(Beginning of Provided data)

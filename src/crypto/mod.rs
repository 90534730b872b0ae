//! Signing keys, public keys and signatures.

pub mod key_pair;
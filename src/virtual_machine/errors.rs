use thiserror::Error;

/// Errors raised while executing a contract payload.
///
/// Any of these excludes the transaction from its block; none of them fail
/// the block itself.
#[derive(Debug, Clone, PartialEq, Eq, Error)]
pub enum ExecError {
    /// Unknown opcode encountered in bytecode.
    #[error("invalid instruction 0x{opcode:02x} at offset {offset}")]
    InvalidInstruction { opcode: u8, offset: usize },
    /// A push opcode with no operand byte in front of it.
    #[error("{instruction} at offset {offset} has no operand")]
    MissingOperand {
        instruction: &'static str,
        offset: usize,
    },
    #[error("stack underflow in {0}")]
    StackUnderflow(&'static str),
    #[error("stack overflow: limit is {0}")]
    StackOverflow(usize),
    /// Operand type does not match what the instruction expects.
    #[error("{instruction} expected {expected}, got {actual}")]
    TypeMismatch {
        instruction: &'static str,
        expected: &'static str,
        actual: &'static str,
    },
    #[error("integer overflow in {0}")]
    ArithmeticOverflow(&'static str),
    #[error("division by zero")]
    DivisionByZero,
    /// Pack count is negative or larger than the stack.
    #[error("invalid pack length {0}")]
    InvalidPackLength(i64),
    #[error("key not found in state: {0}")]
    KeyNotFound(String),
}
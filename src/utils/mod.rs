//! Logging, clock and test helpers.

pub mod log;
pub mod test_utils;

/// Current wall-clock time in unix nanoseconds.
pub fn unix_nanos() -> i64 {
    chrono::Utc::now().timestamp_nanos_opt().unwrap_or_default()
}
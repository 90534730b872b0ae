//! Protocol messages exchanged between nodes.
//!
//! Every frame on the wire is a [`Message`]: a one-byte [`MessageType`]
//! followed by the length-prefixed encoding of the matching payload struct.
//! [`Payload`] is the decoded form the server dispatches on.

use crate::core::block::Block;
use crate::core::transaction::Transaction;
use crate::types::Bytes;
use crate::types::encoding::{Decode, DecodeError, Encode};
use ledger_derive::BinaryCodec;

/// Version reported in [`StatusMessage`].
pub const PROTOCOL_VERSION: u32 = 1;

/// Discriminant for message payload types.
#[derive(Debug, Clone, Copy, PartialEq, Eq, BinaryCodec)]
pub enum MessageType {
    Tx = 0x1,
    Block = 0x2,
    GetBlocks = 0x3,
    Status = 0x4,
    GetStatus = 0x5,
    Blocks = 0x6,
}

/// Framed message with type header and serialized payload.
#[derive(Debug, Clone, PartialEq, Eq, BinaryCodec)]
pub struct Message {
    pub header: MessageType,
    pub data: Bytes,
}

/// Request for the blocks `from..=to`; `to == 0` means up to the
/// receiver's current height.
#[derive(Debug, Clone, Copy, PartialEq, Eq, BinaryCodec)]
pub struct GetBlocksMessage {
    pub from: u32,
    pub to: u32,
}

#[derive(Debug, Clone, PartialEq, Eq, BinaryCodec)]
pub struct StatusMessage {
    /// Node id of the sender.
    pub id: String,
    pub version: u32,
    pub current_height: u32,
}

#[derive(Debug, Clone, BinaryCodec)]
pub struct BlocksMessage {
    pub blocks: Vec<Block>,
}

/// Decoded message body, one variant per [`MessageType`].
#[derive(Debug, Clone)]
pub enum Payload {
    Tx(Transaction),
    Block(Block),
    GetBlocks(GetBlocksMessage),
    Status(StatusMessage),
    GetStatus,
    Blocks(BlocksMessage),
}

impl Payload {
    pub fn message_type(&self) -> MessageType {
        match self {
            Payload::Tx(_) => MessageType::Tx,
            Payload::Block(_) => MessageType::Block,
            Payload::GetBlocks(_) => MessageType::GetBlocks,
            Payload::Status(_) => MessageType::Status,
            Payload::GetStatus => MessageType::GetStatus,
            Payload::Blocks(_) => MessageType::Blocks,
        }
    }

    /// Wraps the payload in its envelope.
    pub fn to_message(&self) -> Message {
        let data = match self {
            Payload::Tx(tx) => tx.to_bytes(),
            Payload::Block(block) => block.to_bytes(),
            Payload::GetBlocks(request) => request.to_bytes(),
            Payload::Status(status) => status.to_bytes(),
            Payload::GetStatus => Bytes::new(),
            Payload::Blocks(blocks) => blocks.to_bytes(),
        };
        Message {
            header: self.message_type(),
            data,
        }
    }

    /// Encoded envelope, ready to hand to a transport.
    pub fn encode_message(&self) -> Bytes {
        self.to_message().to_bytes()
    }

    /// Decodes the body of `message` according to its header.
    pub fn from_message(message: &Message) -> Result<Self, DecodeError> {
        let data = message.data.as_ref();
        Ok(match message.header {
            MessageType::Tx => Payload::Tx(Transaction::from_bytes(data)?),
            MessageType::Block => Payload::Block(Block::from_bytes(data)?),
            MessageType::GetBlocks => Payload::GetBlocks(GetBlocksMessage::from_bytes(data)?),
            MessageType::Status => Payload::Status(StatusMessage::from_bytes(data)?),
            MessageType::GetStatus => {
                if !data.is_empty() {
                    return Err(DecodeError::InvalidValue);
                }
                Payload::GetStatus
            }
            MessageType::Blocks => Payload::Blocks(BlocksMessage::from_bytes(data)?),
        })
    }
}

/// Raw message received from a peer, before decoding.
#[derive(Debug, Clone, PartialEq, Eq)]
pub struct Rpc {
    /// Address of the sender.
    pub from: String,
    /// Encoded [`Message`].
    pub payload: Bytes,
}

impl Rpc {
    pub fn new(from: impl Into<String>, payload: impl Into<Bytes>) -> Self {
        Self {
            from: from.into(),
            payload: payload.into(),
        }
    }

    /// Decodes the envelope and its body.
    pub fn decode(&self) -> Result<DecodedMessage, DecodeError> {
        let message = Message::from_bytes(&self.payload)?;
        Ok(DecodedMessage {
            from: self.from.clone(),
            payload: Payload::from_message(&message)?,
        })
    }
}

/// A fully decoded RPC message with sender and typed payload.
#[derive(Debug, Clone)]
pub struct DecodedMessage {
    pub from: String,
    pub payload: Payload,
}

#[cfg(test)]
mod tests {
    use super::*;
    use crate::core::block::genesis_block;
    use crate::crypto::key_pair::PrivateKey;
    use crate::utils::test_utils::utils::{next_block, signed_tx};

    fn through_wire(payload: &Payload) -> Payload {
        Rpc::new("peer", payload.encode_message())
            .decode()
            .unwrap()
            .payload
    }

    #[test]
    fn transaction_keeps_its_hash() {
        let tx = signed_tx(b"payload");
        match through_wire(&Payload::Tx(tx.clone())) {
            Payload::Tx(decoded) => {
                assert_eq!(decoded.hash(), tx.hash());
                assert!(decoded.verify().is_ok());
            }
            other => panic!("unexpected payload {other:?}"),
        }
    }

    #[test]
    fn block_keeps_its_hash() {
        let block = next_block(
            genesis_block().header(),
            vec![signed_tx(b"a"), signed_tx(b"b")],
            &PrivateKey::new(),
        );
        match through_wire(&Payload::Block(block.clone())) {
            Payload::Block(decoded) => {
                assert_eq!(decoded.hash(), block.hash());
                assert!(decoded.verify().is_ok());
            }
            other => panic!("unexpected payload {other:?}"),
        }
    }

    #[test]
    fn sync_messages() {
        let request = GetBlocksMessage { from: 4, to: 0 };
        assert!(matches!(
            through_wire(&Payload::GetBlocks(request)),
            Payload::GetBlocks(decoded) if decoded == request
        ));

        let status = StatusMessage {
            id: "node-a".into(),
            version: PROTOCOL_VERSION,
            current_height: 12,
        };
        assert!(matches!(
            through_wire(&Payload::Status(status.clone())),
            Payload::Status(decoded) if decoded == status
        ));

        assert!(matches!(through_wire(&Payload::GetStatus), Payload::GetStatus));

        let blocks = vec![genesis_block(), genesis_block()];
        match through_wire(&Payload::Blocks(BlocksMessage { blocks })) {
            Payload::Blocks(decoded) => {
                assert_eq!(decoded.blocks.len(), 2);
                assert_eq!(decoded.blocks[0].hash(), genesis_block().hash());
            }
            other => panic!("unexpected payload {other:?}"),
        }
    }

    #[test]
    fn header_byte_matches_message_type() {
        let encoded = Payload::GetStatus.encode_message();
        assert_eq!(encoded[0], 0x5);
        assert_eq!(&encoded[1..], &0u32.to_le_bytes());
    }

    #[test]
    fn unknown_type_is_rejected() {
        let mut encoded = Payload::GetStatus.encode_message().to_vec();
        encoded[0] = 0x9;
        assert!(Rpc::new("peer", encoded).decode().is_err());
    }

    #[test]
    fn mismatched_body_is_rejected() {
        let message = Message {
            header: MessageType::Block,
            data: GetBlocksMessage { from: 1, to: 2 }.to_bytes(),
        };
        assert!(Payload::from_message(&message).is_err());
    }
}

(End of Provided data)

### Exercise objective:
Return only the stretch of the material above from the line holding "pub struct DecodedMessage" through the line holding "use crate::crypto::key_pair::PrivateKey;", copied exactly.

### Task output:
pub struct DecodedMessage {
    pub from: String,
    pub payload: Payload,
}

#[cfg(test)]
mod tests {
    use super::*;
    use crate::core::block::genesis_block;
    use crate::crypto::key_pair::PrivateKey;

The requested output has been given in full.